**Exercise aim**
Say how many lines of the data contain "derive", and nothing more.

**Supplied material**

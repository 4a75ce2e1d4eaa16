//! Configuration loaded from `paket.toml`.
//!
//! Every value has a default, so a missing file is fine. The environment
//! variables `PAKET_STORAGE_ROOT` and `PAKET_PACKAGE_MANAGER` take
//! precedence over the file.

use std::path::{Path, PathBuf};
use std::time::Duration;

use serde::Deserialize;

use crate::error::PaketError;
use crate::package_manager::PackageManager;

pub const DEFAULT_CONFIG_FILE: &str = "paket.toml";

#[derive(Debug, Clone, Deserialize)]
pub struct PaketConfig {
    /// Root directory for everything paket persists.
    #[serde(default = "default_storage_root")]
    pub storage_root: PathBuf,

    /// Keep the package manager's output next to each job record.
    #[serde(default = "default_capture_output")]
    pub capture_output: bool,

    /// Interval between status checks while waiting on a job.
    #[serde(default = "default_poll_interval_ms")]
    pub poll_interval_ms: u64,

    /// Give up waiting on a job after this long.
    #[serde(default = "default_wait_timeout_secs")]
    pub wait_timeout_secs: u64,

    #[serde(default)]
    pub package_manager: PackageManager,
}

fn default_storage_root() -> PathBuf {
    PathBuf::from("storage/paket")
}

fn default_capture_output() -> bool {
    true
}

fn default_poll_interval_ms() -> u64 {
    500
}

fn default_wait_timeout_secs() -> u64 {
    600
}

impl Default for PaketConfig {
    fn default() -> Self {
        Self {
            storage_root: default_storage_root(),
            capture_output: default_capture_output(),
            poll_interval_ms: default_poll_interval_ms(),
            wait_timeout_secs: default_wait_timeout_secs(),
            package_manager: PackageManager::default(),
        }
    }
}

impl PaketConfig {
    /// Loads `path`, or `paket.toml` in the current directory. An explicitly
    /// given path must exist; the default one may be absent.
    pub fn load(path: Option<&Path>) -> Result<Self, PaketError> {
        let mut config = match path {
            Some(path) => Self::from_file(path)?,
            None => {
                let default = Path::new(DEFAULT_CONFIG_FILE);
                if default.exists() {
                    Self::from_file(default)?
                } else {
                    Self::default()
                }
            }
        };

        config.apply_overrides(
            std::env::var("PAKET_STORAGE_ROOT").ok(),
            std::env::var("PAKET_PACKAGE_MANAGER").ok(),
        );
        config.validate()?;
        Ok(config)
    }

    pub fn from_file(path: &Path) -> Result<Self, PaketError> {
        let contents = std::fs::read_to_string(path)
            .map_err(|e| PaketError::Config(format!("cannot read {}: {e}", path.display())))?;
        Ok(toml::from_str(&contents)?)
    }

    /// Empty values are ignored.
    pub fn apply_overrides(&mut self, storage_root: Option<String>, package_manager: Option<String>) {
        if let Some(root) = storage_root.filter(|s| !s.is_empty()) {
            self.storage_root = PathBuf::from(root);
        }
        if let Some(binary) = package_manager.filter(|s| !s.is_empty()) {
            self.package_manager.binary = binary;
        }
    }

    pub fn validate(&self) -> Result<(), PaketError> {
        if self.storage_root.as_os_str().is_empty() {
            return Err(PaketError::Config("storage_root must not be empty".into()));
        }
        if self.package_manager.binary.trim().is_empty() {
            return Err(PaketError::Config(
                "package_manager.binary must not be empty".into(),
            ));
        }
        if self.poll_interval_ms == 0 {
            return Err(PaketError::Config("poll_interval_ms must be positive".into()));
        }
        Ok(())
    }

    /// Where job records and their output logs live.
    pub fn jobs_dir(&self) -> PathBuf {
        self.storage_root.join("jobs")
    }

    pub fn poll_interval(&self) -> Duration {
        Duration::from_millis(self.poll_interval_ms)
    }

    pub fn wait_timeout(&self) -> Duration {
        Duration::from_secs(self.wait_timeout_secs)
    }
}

--

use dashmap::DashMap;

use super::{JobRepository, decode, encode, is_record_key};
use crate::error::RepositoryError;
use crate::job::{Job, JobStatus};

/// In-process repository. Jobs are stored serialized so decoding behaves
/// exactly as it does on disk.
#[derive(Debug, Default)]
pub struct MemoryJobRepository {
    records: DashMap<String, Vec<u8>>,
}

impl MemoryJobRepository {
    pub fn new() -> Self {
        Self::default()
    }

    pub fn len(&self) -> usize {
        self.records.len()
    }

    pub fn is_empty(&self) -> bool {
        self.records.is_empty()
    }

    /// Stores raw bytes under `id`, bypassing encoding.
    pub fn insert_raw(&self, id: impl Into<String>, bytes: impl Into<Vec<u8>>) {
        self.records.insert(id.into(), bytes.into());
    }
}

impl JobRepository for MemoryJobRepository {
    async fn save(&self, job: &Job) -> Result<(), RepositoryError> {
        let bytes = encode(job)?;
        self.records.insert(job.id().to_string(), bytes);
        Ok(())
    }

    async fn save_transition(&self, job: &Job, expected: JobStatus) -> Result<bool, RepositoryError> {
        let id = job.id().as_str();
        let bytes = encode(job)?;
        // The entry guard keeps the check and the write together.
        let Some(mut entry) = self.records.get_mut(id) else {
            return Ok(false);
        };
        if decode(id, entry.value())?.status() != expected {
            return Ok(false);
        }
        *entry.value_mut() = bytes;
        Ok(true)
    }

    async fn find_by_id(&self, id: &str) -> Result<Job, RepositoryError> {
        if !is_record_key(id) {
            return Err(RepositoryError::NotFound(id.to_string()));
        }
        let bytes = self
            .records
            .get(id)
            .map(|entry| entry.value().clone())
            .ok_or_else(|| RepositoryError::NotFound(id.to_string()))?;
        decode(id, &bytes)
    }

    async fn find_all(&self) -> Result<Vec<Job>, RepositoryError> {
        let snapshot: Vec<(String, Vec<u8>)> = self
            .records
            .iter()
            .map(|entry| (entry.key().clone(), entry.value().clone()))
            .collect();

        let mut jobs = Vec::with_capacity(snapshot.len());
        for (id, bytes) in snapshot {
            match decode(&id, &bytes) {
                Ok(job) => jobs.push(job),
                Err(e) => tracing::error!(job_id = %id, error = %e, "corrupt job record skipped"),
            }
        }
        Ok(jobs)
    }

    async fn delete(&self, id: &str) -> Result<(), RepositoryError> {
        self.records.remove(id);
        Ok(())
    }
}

* * *

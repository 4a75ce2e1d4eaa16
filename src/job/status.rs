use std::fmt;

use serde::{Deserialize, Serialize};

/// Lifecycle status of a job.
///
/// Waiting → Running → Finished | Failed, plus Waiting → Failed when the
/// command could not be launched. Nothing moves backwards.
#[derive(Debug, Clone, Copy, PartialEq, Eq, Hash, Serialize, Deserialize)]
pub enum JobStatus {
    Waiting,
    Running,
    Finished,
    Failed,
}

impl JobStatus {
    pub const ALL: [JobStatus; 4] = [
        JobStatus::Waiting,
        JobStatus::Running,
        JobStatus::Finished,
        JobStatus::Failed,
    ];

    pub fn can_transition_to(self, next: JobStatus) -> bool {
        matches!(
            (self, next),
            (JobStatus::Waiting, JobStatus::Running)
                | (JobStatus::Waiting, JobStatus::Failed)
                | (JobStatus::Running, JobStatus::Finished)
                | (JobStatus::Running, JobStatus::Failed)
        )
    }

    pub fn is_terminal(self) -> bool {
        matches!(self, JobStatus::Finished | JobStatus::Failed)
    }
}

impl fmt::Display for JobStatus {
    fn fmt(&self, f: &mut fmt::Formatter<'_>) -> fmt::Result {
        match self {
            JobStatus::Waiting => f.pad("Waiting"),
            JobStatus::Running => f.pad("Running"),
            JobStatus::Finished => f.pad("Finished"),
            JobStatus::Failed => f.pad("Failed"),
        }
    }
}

**Exercise response**
3